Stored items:
---
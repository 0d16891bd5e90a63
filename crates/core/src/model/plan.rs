use serde::{Deserialize, Serialize};

use super::{LessonPage, Question};

/// One-way commands understood by the voice assistant service.
#[derive(Clone, Copy, Debug, PartialEq, Eq, Hash, Serialize, Deserialize)]
pub enum VoiceCommand {
    Start,
    Stop,
}

impl VoiceCommand {
    #[must_use]
    pub fn label(self) -> &'static str {
        match self {
            Self::Start => "Start Voicebot",
            Self::Stop => "Stop Voicebot",
        }
    }
}

/// Static material shown on a single lesson page.
#[derive(Clone, Debug, PartialEq, Eq, Serialize, Deserialize)]
pub struct PageContent {
    page: LessonPage,
    heading: String,
    summary: Option<String>,
    resources: Vec<String>,
    embed_url: Option<String>,
    video: Option<String>,
    question: Option<Question>,
    voice: Option<VoiceCommand>,
}

impl PageContent {
    #[must_use]
    pub fn new(page: LessonPage, heading: impl Into<String>) -> Self {
        Self {
            page,
            heading: heading.into(),
            summary: None,
            resources: Vec::new(),
            embed_url: None,
            video: None,
            question: None,
            voice: None,
        }
    }

    #[must_use]
    pub fn with_summary(mut self, summary: impl Into<String>) -> Self {
        self.summary = Some(summary.into());
        self
    }

    #[must_use]
    pub fn with_resources<I, S>(mut self, resources: I) -> Self
    where
        I: IntoIterator<Item = S>,
        S: Into<String>,
    {
        self.resources = resources.into_iter().map(Into::into).collect();
        self
    }

    #[must_use]
    pub fn with_embed(mut self, url: impl Into<String>) -> Self {
        self.embed_url = Some(url.into());
        self
    }

    #[must_use]
    pub fn with_video(mut self, src: impl Into<String>) -> Self {
        self.video = Some(src.into());
        self
    }

    /// Attach the question answered on this page to move on.
    ///
    /// The question must unlock the page that follows this one.
    #[must_use]
    pub fn with_question(mut self, prompt: impl Into<String>, expected: impl Into<String>) -> Self {
        if let Some(next) = self.page.next() {
            self.question = Some(Question::new(next, prompt, expected));
        }
        self
    }

    #[must_use]
    pub fn with_voice(mut self, command: VoiceCommand) -> Self {
        self.voice = Some(command);
        self
    }

    #[must_use]
    pub fn page(&self) -> LessonPage {
        self.page
    }

    #[must_use]
    pub fn heading(&self) -> &str {
        &self.heading
    }

    #[must_use]
    pub fn summary(&self) -> Option<&str> {
        self.summary.as_deref()
    }

    #[must_use]
    pub fn resources(&self) -> &[String] {
        &self.resources
    }

    #[must_use]
    pub fn embed_url(&self) -> Option<&str> {
        self.embed_url.as_deref()
    }

    #[must_use]
    pub fn video(&self) -> Option<&str> {
        self.video.as_deref()
    }

    #[must_use]
    pub fn question(&self) -> Option<&Question> {
        self.question.as_ref()
    }

    #[must_use]
    pub fn voice(&self) -> Option<VoiceCommand> {
        self.voice
    }
}

/// The full walkthrough script: paper header plus per-page content.
#[derive(Clone, Debug, PartialEq, Eq, Serialize, Deserialize)]
pub struct LessonPlan {
    paper_title: String,
    authors: String,
    pages: Vec<PageContent>,
}

impl LessonPlan {
    #[must_use]
    pub fn new(paper_title: impl Into<String>, authors: impl Into<String>) -> Self {
        Self {
            paper_title: paper_title.into(),
            authors: authors.into(),
            pages: Vec::new(),
        }
    }

    /// Add or replace the content for a page.
    #[must_use]
    pub fn with_page(mut self, content: PageContent) -> Self {
        self.pages.retain(|existing| existing.page() != content.page());
        self.pages.push(content);
        self.pages.sort_by_key(PageContent::page);
        self
    }

    #[must_use]
    pub fn paper_title(&self) -> &str {
        &self.paper_title
    }

    #[must_use]
    pub fn authors(&self) -> &str {
        &self.authors
    }

    #[must_use]
    pub fn content(&self, page: LessonPage) -> Option<&PageContent> {
        self.pages.iter().find(|content| content.page() == page)
    }

    /// Question displayed on `page`, if any.
    #[must_use]
    pub fn question_on(&self, page: LessonPage) -> Option<&Question> {
        self.content(page).and_then(PageContent::question)
    }

    /// Question whose answer moves the session into `page`.
    #[must_use]
    pub fn question_unlocking(&self, page: LessonPage) -> Option<&Question> {
        self.pages
            .iter()
            .filter_map(PageContent::question)
            .find(|question| question.unlocks() == page)
    }

    #[must_use]
    pub fn question_count(&self) -> usize {
        self.pages.iter().filter(|content| content.question().is_some()).count()
    }

    /// The Transformer walkthrough for "Attention Is All You Need".
    #[must_use]
    pub fn transformer() -> Self {
        Self::new("Attention is All You Need", "Vaswani et al.")
            .with_page(
                PageContent::new(LessonPage::Prerequisites, "Important Concepts")
                    .with_summary(
                        "This paper proposes a new architecture for sequence transduction \
                         called the Transformer. It utilizes attention mechanisms and dispenses \
                         with recurrence and convolutions. The Transformer is shown to be \
                         superior in quality to other existing models while requiring less time \
                         to train. It achieves the state-of-the-art on two machine translation \
                         tasks (English-to-German and English-to-French) and generalizes well to \
                         other tasks such as English constituency parsing.",
                    )
                    .with_resources([
                        "https://www.youtube.com/watch?v=ZXiruGOCn9s",
                        "https://www.youtube.com/watch?v=wjZofJX0v4M&t=183s",
                        "https://www.youtube.com/embed/aircAruvnKk",
                        "https://www.youtube.com/embed/fjJOgb-E41w",
                        "https://www.youtube.com/embed/yRwQ7A6jVLk",
                    ])
                    .with_question(
                        "Which mechanism does the Transformer rely on instead of recurrence \
                         and convolutions?",
                        "attention",
                    ),
            )
            .with_page(
                PageContent::new(LessonPage::KnowledgeMap, "Knowledge Map")
                    .with_embed("https://whimsical.com/embed/hNiv6Kf72QGC69RSkgitz")
                    .with_question(
                        "What is the key innovation introduced in the \"Attention is All You \
                         Need\" paper that allows the model to process input sequences in \
                         parallel?",
                        "self-attention",
                    ),
            )
            .with_page(
                PageContent::new(LessonPage::Attention, "Attention")
                    .with_video("/videos/tokens.mp4")
                    .with_question(
                        "What is the purpose of multi-head attention in the Transformer \
                         architecture?",
                        "different",
                    )
                    .with_voice(VoiceCommand::Start),
            )
            .with_page(
                PageContent::new(LessonPage::FeedForward, "Feed-Forward Networks")
                    .with_video("/videos/matrix-vector-multiplication.mov")
                    .with_question(
                        "How does the Transformer model handle variable-length input sequences?",
                        "mask",
                    ),
            )
            .with_page(
                PageContent::new(LessonPage::Embeddings, "Embeddings")
                    .with_video("/videos/neural-network-scene.mov")
                    .with_voice(VoiceCommand::Stop),
            )
    }
}

impl Default for LessonPlan {
    fn default() -> Self {
        Self::transformer()
    }
}
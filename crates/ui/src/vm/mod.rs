mod footer_vm;
mod lesson_vm;
mod upload_vm;

pub use footer_vm::{FooterSegmentVm, map_footer_segments};
pub use lesson_vm::{LessonIntent, LessonPageVm, map_lesson_page};
pub use upload_vm::{UploadVm, map_upload};
#![forbid(unsafe_code)]

pub mod artifacts;
pub mod catalog;
pub mod repository;

pub use repository::{Storage, StorageError};
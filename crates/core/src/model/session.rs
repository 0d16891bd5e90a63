use chrono::{DateTime, Utc};
use serde::{Deserialize, Serialize};
use thiserror::Error;

use super::{AnswerOutcome, Artifact, ArtifactRef, LessonPage, LessonPlan, Progress, UploadedFile};

#[derive(Debug, Error, Clone, Copy, PartialEq, Eq)]
#[non_exhaustive]
pub enum ValidationError {
    #[error("Please select a file to upload or choose a paper from the search.")]
    MissingArtifact,

    #[error("a paper has already been submitted")]
    AlreadySubmitted,
}

/// One accepted answer, kept for the closing summary.
#[derive(Clone, Debug, PartialEq, Eq, Serialize, Deserialize)]
pub struct AnswerRecord {
    pub page: LessonPage,
    pub outcome: AnswerOutcome,
    pub answered_at: DateTime<Utc>,
}

/// Correct-answer tally for a session.
#[derive(Clone, Copy, Debug, Default, PartialEq, Eq)]
pub struct AnswerSummary {
    pub answered: usize,
    pub correct: usize,
}

impl AnswerSummary {
    #[must_use]
    pub fn from_records(records: &[AnswerRecord]) -> Self {
        Self {
            answered: records.len(),
            correct: records.iter().filter(|r| r.outcome.is_correct()).count(),
        }
    }
}

/// State of a single walkthrough.
///
/// Fields are private: the only way to change a session is through the
/// operations below, which keep `page()` derived from `progress()` and never
/// let progress move backwards.
#[derive(Clone, Debug, PartialEq, Eq, Serialize, Deserialize)]
pub struct LessonSession {
    progress: Progress,
    answer_text: String,
    artifact: Option<Artifact>,
    processing: bool,
    acknowledgement: Option<AnswerOutcome>,
    answers: Vec<AnswerRecord>,
    started_at: DateTime<Utc>,
}

impl LessonSession {
    #[must_use]
    pub fn new(started_at: DateTime<Utc>) -> Self {
        Self {
            progress: Progress::START,
            answer_text: String::new(),
            artifact: None,
            processing: false,
            acknowledgement: None,
            answers: Vec::new(),
            started_at,
        }
    }

    #[must_use]
    pub fn page(&self) -> LessonPage {
        self.progress.page()
    }

    #[must_use]
    pub fn progress(&self) -> Progress {
        self.progress
    }

    #[must_use]
    pub fn answer_text(&self) -> &str {
        &self.answer_text
    }

    #[must_use]
    pub fn artifact(&self) -> Option<&Artifact> {
        self.artifact.as_ref()
    }

    #[must_use]
    pub fn is_processing(&self) -> bool {
        self.processing
    }

    #[must_use]
    pub fn acknowledgement(&self) -> Option<AnswerOutcome> {
        self.acknowledgement
    }

    #[must_use]
    pub fn answers(&self) -> &[AnswerRecord] {
        &self.answers
    }

    #[must_use]
    pub fn summary(&self) -> AnswerSummary {
        AnswerSummary::from_records(&self.answers)
    }

    #[must_use]
    pub fn started_at(&self) -> DateTime<Utc> {
        self.started_at
    }

    fn accepts_selection(&self) -> bool {
        self.page() == LessonPage::UploadSelect && !self.processing
    }

    /// Select a file from disk, replacing any earlier selection.
    ///
    /// Returns `false` (and changes nothing) once a paper has been submitted.
    pub fn select_file(&mut self, file: UploadedFile, reference: ArtifactRef) -> bool {
        if !self.accepts_selection() {
            return false;
        }
        self.artifact = Some(Artifact::Upload { file, reference });
        true
    }

    /// Select a catalog title, replacing any earlier selection.
    ///
    /// Returns `false` (and changes nothing) once a paper has been submitted.
    pub fn select_title(&mut self, title: impl Into<String>, reference: Option<ArtifactRef>) -> bool {
        if !self.accepts_selection() {
            return false;
        }
        self.artifact = Some(Artifact::Catalog {
            title: title.into(),
            reference,
        });
        true
    }

    pub fn set_answer_text(&mut self, text: impl Into<String>) {
        self.answer_text = text.into();
    }

    /// Begin processing the selected paper.
    ///
    /// # Errors
    ///
    /// Returns `ValidationError::MissingArtifact` if nothing is selected and
    /// `ValidationError::AlreadySubmitted` if a submission is pending or done.
    /// The session is unchanged on error.
    pub fn submit_artifact(&mut self) -> Result<(), ValidationError> {
        if !self.accepts_selection() {
            return Err(ValidationError::AlreadySubmitted);
        }
        if self.artifact.is_none() {
            return Err(ValidationError::MissingArtifact);
        }
        self.processing = true;
        Ok(())
    }

    /// Finish a pending submission and open the first lesson page.
    ///
    /// Does nothing unless a submission is pending.
    pub fn finish_processing(&mut self) -> LessonPage {
        if self.processing {
            self.processing = false;
            self.progress = self.progress.max(Progress::FIRST_LESSON);
        }
        self.page()
    }

    /// Move to the next page.
    ///
    /// No-op on the upload page and on the terminal page.
    pub fn advance(&mut self) -> LessonPage {
        let page = self.page();
        if page.is_content() && !page.is_terminal() {
            self.progress = self.progress.stepped();
        }
        self.page()
    }

    /// Grade `text` against the question on the current page, then move on.
    ///
    /// Blank input, the upload page, and pages without a question are ignored
    /// and return `None`. Otherwise the outcome is recorded and acknowledged,
    /// the answer field is cleared, and the session advances whether or not
    /// the answer was correct.
    pub fn check_answer(
        &mut self,
        plan: &LessonPlan,
        text: &str,
        answered_at: DateTime<Utc>,
    ) -> Option<AnswerOutcome> {
        if text.trim().is_empty() {
            return None;
        }
        let page = self.page();
        if !page.is_content() {
            return None;
        }
        let outcome = plan.question_on(page)?.grade(text);

        self.answers.push(AnswerRecord {
            page,
            outcome,
            answered_at,
        });
        self.acknowledgement = Some(outcome);
        self.answer_text.clear();
        self.advance();
        Some(outcome)
    }

    /// Number of accepted answers; identifies the acknowledgement currently shown.
    #[must_use]
    pub fn answer_count(&self) -> usize {
        self.answers.len()
    }

    /// Clear the acknowledgement raised by answer number `answer`.
    ///
    /// A later answer has already replaced it when the counts differ, so the
    /// stale timer leaves the newer highlight alone.
    pub fn dismiss_acknowledgement(&mut self, answer: usize) {
        if self.answers.len() == answer {
            self.acknowledgement = None;
        }
    }
}
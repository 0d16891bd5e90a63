mod artifact;
mod page;
mod plan;
mod progress;
mod question;
mod session;

pub use artifact::{Artifact, ArtifactRef, UploadedFile};
pub use page::LessonPage;
pub use plan::{LessonPlan, PageContent, VoiceCommand};
pub use progress::{Progress, ProgressError};
pub use question::{AnswerOutcome, Question};
pub use session::{AnswerRecord, AnswerSummary, LessonSession, ValidationError};
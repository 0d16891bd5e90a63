use serde::{Deserialize, Serialize};

use super::LessonPage;

/// Result of checking a submitted answer.
#[derive(Clone, Copy, Debug, PartialEq, Eq, Serialize, Deserialize)]
pub enum AnswerOutcome {
    Correct,
    Incorrect,
}

impl AnswerOutcome {
    #[must_use]
    pub fn is_correct(self) -> bool {
        matches!(self, Self::Correct)
    }
}

/// A free-text question that gates entry into `unlocks`.
///
/// Grading is a placeholder: an answer is correct when its lower-cased text
/// contains the expected phrase.
#[derive(Clone, Debug, PartialEq, Eq, Serialize, Deserialize)]
pub struct Question {
    unlocks: LessonPage,
    prompt: String,
    expected: String,
}

impl Question {
    #[must_use]
    pub fn new(unlocks: LessonPage, prompt: impl Into<String>, expected: impl Into<String>) -> Self {
        Self {
            unlocks,
            prompt: prompt.into(),
            expected: expected.into().to_lowercase(),
        }
    }

    #[must_use]
    pub fn unlocks(&self) -> LessonPage {
        self.unlocks
    }

    #[must_use]
    pub fn prompt(&self) -> &str {
        &self.prompt
    }

    #[must_use]
    pub fn expected(&self) -> &str {
        &self.expected
    }

    #[must_use]
    pub fn grade(&self, answer: &str) -> AnswerOutcome {
        if answer.to_lowercase().contains(&self.expected) {
            AnswerOutcome::Correct
        } else {
            AnswerOutcome::Incorrect
        }
    }
}
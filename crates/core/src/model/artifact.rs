use serde::{Deserialize, Serialize};
use std::fmt;
use std::path::{Path, PathBuf};
use url::Url;

/// A paper file the user picked from disk.
#[derive(Clone, Debug, PartialEq, Eq, Serialize, Deserialize)]
pub struct UploadedFile {
    name: String,
    path: PathBuf,
}

impl UploadedFile {
    /// Describe a picked file. The display name falls back to the full path
    /// when the path has no final component.
    #[must_use]
    pub fn new(path: impl Into<PathBuf>) -> Self {
        let path = path.into();
        let name = path
            .file_name()
            .map_or_else(|| path.display().to_string(), |n| n.to_string_lossy().into_owned());
        Self { name, path }
    }

    #[must_use]
    pub fn name(&self) -> &str {
        &self.name
    }

    #[must_use]
    pub fn path(&self) -> &Path {
        &self.path
    }
}

/// Displayable location of a paper (an asset path or a URL).
#[derive(Clone, Debug, PartialEq, Eq, Hash, Serialize, Deserialize)]
#[serde(transparent)]
pub struct ArtifactRef(String);

impl ArtifactRef {
    #[must_use]
    pub fn new(location: impl Into<String>) -> Self {
        Self(location.into())
    }

    #[must_use]
    pub fn from_url(url: &Url) -> Self {
        Self(url.as_str().to_owned())
    }

    #[must_use]
    pub fn as_str(&self) -> &str {
        &self.0
    }
}

impl fmt::Display for ArtifactRef {
    fn fmt(&self, f: &mut fmt::Formatter<'_>) -> fmt::Result {
        f.write_str(&self.0)
    }
}

/// The paper driving a walkthrough.
///
/// Uploads and catalog picks are mutually exclusive; whichever was chosen last
/// replaces the other.
#[derive(Clone, Debug, PartialEq, Eq, Serialize, Deserialize)]
pub enum Artifact {
    Upload {
        file: UploadedFile,
        reference: ArtifactRef,
    },
    Catalog {
        title: String,
        reference: Option<ArtifactRef>,
    },
}

impl Artifact {
    #[must_use]
    pub fn display_name(&self) -> &str {
        match self {
            Self::Upload { file, .. } => file.name(),
            Self::Catalog { title, .. } => title,
        }
    }

    /// Location suitable for a preview, if one is known.
    #[must_use]
    pub fn reference(&self) -> Option<&ArtifactRef> {
        match self {
            Self::Upload { reference, .. } => Some(reference),
            Self::Catalog { reference, .. } => reference.as_ref(),
        }
    }

    #[must_use]
    pub fn is_upload(&self) -> bool {
        matches!(self, Self::Upload { .. })
    }
}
---
Copy out every line of the data in which the word "single" is found.

ANSWER FOR THE TASK:
/// Static material shown on a single lesson page.
/// State of a single walkthrough.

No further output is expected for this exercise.